On one occasion, while leading such a group, Yalom stumbled upon what he would term “therapeutic self-disclosure,” as opposed to the traditional psychoanalytic stand of minimal self-disclosure, in which the analyst usually remains a blank for the duration of therapy, without even meeting the gaze of the patient on the couch. Yalom is still firmly convinced that the therapist’s openness and authenticity is of much greater help to the patient than a “correct” psychoanalytical interpretation.

For many years, Yalom led groups that consisted of people suffering from terminal cancer. This helped him make his second big breakthrough, which was the realization that the majority of our inner problems come from our unacknowledged dread of death. Sometimes he would ask a patient to draw a line symbolizing their life and then indicate the spot on the “line of life” where the present moment would be situated. This exercise helped the patient visualize the shortness of life and confront the horror that this realization inevitably triggers.
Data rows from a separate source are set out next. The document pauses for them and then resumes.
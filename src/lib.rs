pub mod app;
pub mod config;
pub mod error;
pub mod market;
pub mod trading;

pub use config::ScannerConfig;
pub use error::ScanError;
Yet even though the thought of death terrifies us, says Yalom, the consciousness of it also liberates us. Once we become aware of the finality of death and the fleetingness of life, we are stimulated to try to live our lives without regret. The thing that frightens us most, in Yalom’s opinion, is the impression that we haven’t lived our lives to the fullest, or that we have somehow wasted the time allotted to us. But it is never too late to turn one’s life around and live authentically, not even on the brink of death, as his work with terminally ill patients taught him.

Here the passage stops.